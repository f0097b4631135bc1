/*
 * Copyright (c) 2024 Yunshan Networks
 *
 * Licensed under the Apache License, Version 2.0 (the "License");
 * you may not use this file except in compliance with the License.
 * You may obtain a copy of the License at
 *
 *     http://www.apache.org/licenses/LICENSE-2.0
 *
 * Unless required by applicable law or agreed to in writing, software
 * distributed under the License is distributed on an "AS IS" BASIS,
 * WITHOUT WARRANTIES OR CONDITIONS OF ANY KIND, either express or implied.
 * See the License for the specific language governing permissions and
 * limitations under the License.
 */

use std::fs;
use std::path::Path;
use std::str::FromStr;

use log::LevelFilter;
use serde::Deserialize;
use thiserror::Error;

use backtrace_utils::{CaptureOptions, NATIVE_CODE_PATH};

#[derive(Debug, Error)]
pub enum ConfigError {
    #[error("log-level invalid: {0}")]
    LogLevelInvalid(String),
    #[error("native-code-path is empty")]
    NativeCodePathEmpty,
    #[error("yaml config invalid: {0}")]
    YamlConfigInvalid(String),
}

#[derive(Clone, Copy, Debug, Default, PartialEq, Eq, Deserialize)]
#[serde(rename_all = "kebab-case")]
pub enum OutputFormat {
    #[default]
    Text,
    Json,
    Yaml,
}

impl FromStr for OutputFormat {
    type Err = String;

    fn from_str(s: &str) -> Result<Self, Self::Err> {
        match s.to_ascii_lowercase().as_str() {
            "text" => Ok(OutputFormat::Text),
            "json" => Ok(OutputFormat::Json),
            "yaml" => Ok(OutputFormat::Yaml),
            other => Err(format!("unknown output format `{}`", other)),
        }
    }
}

#[derive(Clone, Debug, Deserialize, PartialEq, Eq)]
#[serde(default, rename_all = "kebab-case")]
pub struct Config {
    pub log_level: String,
    pub log_file: Option<String>,
    pub native_code_path: String,
    pub ignored_top_frames: usize,
    pub ignored_bottom_frames: usize,
    pub include_debug: bool,
    pub output: OutputFormat,
}

impl Default for Config {
    fn default() -> Self {
        Self {
            log_level: "info".into(),
            log_file: None,
            native_code_path: NATIVE_CODE_PATH.into(),
            ignored_top_frames: 0,
            ignored_bottom_frames: 0,
            include_debug: false,
            output: OutputFormat::default(),
        }
    }
}

impl Config {
    pub fn load_from_file<T: AsRef<Path>>(path: T) -> Result<Self, ConfigError> {
        let contents =
            fs::read_to_string(path).map_err(|e| ConfigError::YamlConfigInvalid(e.to_string()))?;
        Self::load(&contents)
    }

    pub fn load<C: AsRef<str>>(contents: C) -> Result<Self, ConfigError> {
        let contents = contents.as_ref();
        if contents.trim().is_empty() {
            // parsing empty string leads to EOF error
            return Ok(Self::default());
        }
        let cfg: Self = serde_yaml::from_str(contents)
            .map_err(|e| ConfigError::YamlConfigInvalid(e.to_string()))?;
        cfg.validate()?;
        Ok(cfg)
    }

    fn validate(&self) -> Result<(), ConfigError> {
        // flexi_logger specs such as "info, backtrace_utils=trace" are accepted
        // as long as the global level parses
        let global = self.log_level.split(',').next().unwrap_or("").trim();
        if !global.contains('=') && LevelFilter::from_str(global).is_err() {
            return Err(ConfigError::LogLevelInvalid(self.log_level.clone()));
        }
        if self.native_code_path.is_empty() {
            return Err(ConfigError::NativeCodePathEmpty);
        }
        Ok(())
    }

    pub fn capture_options(&self) -> CaptureOptions {
        CaptureOptions {
            ignored_top_frames: self.ignored_top_frames,
            ignored_bottom_frames: self.ignored_bottom_frames,
            include_debug: self.include_debug,
            native_code_path: self.native_code_path.clone(),
        }
    }
}

#[cfg(test)]
mod tests {
    use super::*;

    #[test]
    fn empty_contents_give_defaults() {
        assert_eq!(Config::load("").unwrap(), Config::default());
        assert_eq!(Config::load("\n  \n").unwrap(), Config::default());
    }

    #[test]
    fn kebab_case_keys() {
        let cfg = Config::load(
            "log-level: debug\n\
             native-code-path: <native>\n\
             ignored-top-frames: 2\n\
             ignored-bottom-frames: 1\n\
             include-debug: true\n\
             output: json\n",
        )
        .unwrap();
        assert_eq!(cfg.log_level, "debug");
        assert_eq!(cfg.output, OutputFormat::Json);
        let options = cfg.capture_options();
        assert_eq!(options.ignored_top_frames, 2);
        assert_eq!(options.ignored_bottom_frames, 1);
        assert!(options.include_debug);
        assert_eq!(options.native_code_path, "<native>");
    }

    #[test]
    fn rejects_bad_values() {
        assert!(matches!(
            Config::load("log-level: loud\n"),
            Err(ConfigError::LogLevelInvalid(_))
        ));
        assert!(matches!(
            Config::load("native-code-path: ''\n"),
            Err(ConfigError::NativeCodePathEmpty)
        ));
        assert!(matches!(
            Config::load("output: xml\n"),
            Err(ConfigError::YamlConfigInvalid(_))
        ));
    }

    #[test]
    fn module_specs_in_log_level() {
        let cfg = Config::load("log-level: warn, backtrace_utils=trace\n").unwrap();
        assert_eq!(cfg.log_level, "warn, backtrace_utils=trace");
    }

    #[test]
    fn output_format_from_cli() {
        assert_eq!("YAML".parse::<OutputFormat>().unwrap(), OutputFormat::Yaml);
        assert!("csv".parse::<OutputFormat>().is_err());
    }
}
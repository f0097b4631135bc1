/*
 * Copyright (c) 2024 Yunshan Networks
 *
 * Licensed under the Apache License, Version 2.0 (the "License");
 * you may not use this file except in compliance with the License.
 * You may obtain a copy of the License at
 *
 *     http://www.apache.org/licenses/LICENSE-2.0
 *
 * Unless required by applicable law or agreed to in writing, software
 * distributed under the License is distributed on an "AS IS" BASIS,
 * WITHOUT WARRANTIES OR CONDITIONS OF ANY KIND, either express or implied.
 * See the License for the specific language governing permissions and
 * limitations under the License.
 */

use serde::Serialize;

use super::naming::mod_to_s;
use super::RawFrame;
use crate::vm::{Iseq, IseqType, MethodEntry, MethodKind, ObjectId, Runtime, ValueType};

/// What the runtime's stock per-frame profiling API reports for a frame.
#[derive(Debug, Clone, Default, PartialEq, Eq, Serialize)]
pub struct ProfileFrame {
    pub path: Option<String>,
    pub absolute_path: Option<String>,
    pub label: Option<String>,
    pub base_label: Option<String>,
    pub full_label: Option<String>,
    pub first_lineno: Option<u32>,
    pub classpath: Option<String>,
    pub singleton_method_p: bool,
    pub method_name: Option<String>,
    pub qualified_method_name: Option<String>,
}

enum Target<'a> {
    Iseq(&'a Iseq),
    MethodEntry(&'a MethodEntry),
}

// eval code is reported as its code object; entries that are not plain
// interpreted methods as the entry itself
fn target(frame: &RawFrame) -> Option<Target<'_>> {
    let iseq = frame.iseq.as_deref();
    if let Some(iseq) = iseq.filter(|i| i.kind == IseqType::Eval) {
        return Some(Target::Iseq(iseq));
    }
    if let Some(me) = frame.method_entry.as_deref() {
        if me.kind != MethodKind::Iseq {
            return Some(Target::MethodEntry(me));
        }
    }
    iseq.map(Target::Iseq)
}

pub fn profile_frame<R: Runtime>(runtime: &R, frame: &RawFrame) -> Option<ProfileFrame> {
    let profile = match target(frame)? {
        Target::Iseq(iseq) => ProfileFrame {
            path: iseq.path.clone(),
            absolute_path: iseq.absolute_path.clone(),
            label: Some(iseq.label.clone()),
            base_label: Some(iseq.base_label.clone()),
            full_label: Some(iseq.label.clone()),
            first_lineno: Some(iseq.first_lineno),
            classpath: None,
            singleton_method_p: false,
            method_name: iseq.method_name.clone(),
            qualified_method_name: iseq.method_name.clone(),
        },
        Target::MethodEntry(me) => {
            let classpath = me.defined_class.map(|dc| classpath(runtime, dc));
            let singleton_method_p = me
                .defined_class
                .map_or(false, |dc| runtime.is_singleton(dc));
            // only native methods have a name without a code object
            let method_name = (me.kind == MethodKind::CFunc).then(|| me.original_id.clone());
            let qualified_method_name = method_name.as_ref().map(|name| match &classpath {
                Some(cp) => format!("{}{}{}", cp, if singleton_method_p { "." } else { "#" }, name),
                None => name.clone(),
            });
            ProfileFrame {
                label: method_name.clone(),
                base_label: method_name.clone(),
                full_label: qualified_method_name.clone(),
                classpath,
                singleton_method_p,
                method_name,
                qualified_method_name,
                ..Default::default()
            }
        }
    };
    Some(profile)
}

// the runtime's own rendering: no $anonymous/$singleton decoration
fn classpath<R: Runtime>(runtime: &R, defined_class: ObjectId) -> String {
    let mut klass = defined_class;
    if runtime.value_type(klass) == ValueType::IClass {
        klass = runtime.included_module(klass).unwrap_or(klass);
    } else if let Some(attached) = runtime.attached_object(klass) {
        if !runtime.value_type(attached).is_class_like() {
            let real = runtime.class_real(runtime.class_of(attached));
            return format!("#<{}:{}>", mod_to_s(runtime, real), attached);
        }
        klass = attached;
    }
    runtime
        .class_name(klass)
        .unwrap_or_else(|| runtime.inspect(klass))
}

_WORK INSTRUCTION_: Nothing should appear in the answer except the lines above from the line with "pub fn load<C: AsRef<str>>(contents: C)" through the line with "assert_eq!(options.ignored_bottom_frames, 1);", both included, written out exactly.

_SOLUTION_:
    pub fn load<C: AsRef<str>>(contents: C) -> Result<Self, ConfigError> {
        let contents = contents.as_ref();
        if contents.trim().is_empty() {
            // parsing empty string leads to EOF error
            return Ok(Self::default());
        }
        let cfg: Self = serde_yaml::from_str(contents)
            .map_err(|e| ConfigError::YamlConfigInvalid(e.to_string()))?;
        cfg.validate()?;
        Ok(cfg)
    }

    fn validate(&self) -> Result<(), ConfigError> {
        // flexi_logger specs such as "info, backtrace_utils=trace" are accepted
        // as long as the global level parses
        let global = self.log_level.split(',').next().unwrap_or("").trim();
        if !global.contains('=') && LevelFilter::from_str(global).is_err() {
            return Err(ConfigError::LogLevelInvalid(self.log_level.clone()));
        }
        if self.native_code_path.is_empty() {
            return Err(ConfigError::NativeCodePathEmpty);
        }
        Ok(())
    }

    pub fn capture_options(&self) -> CaptureOptions {
        CaptureOptions {
            ignored_top_frames: self.ignored_top_frames,
            ignored_bottom_frames: self.ignored_bottom_frames,
            include_debug: self.include_debug,
            native_code_path: self.native_code_path.clone(),
        }
    }
}

#[cfg(test)]
mod tests {
    use super::*;

    #[test]
    fn empty_contents_give_defaults() {
        assert_eq!(Config::load("").unwrap(), Config::default());
        assert_eq!(Config::load("\n  \n").unwrap(), Config::default());
    }

    #[test]
    fn kebab_case_keys() {
        let cfg = Config::load(
            "log-level: debug\n\
             native-code-path: <native>\n\
             ignored-top-frames: 2\n\
             ignored-bottom-frames: 1\n\
             include-debug: true\n\
             output: json\n",
        )
        .unwrap();
        assert_eq!(cfg.log_level, "debug");
        assert_eq!(cfg.output, OutputFormat::Json);
        let options = cfg.capture_options();
        assert_eq!(options.ignored_top_frames, 2);
        assert_eq!(options.ignored_bottom_frames, 1);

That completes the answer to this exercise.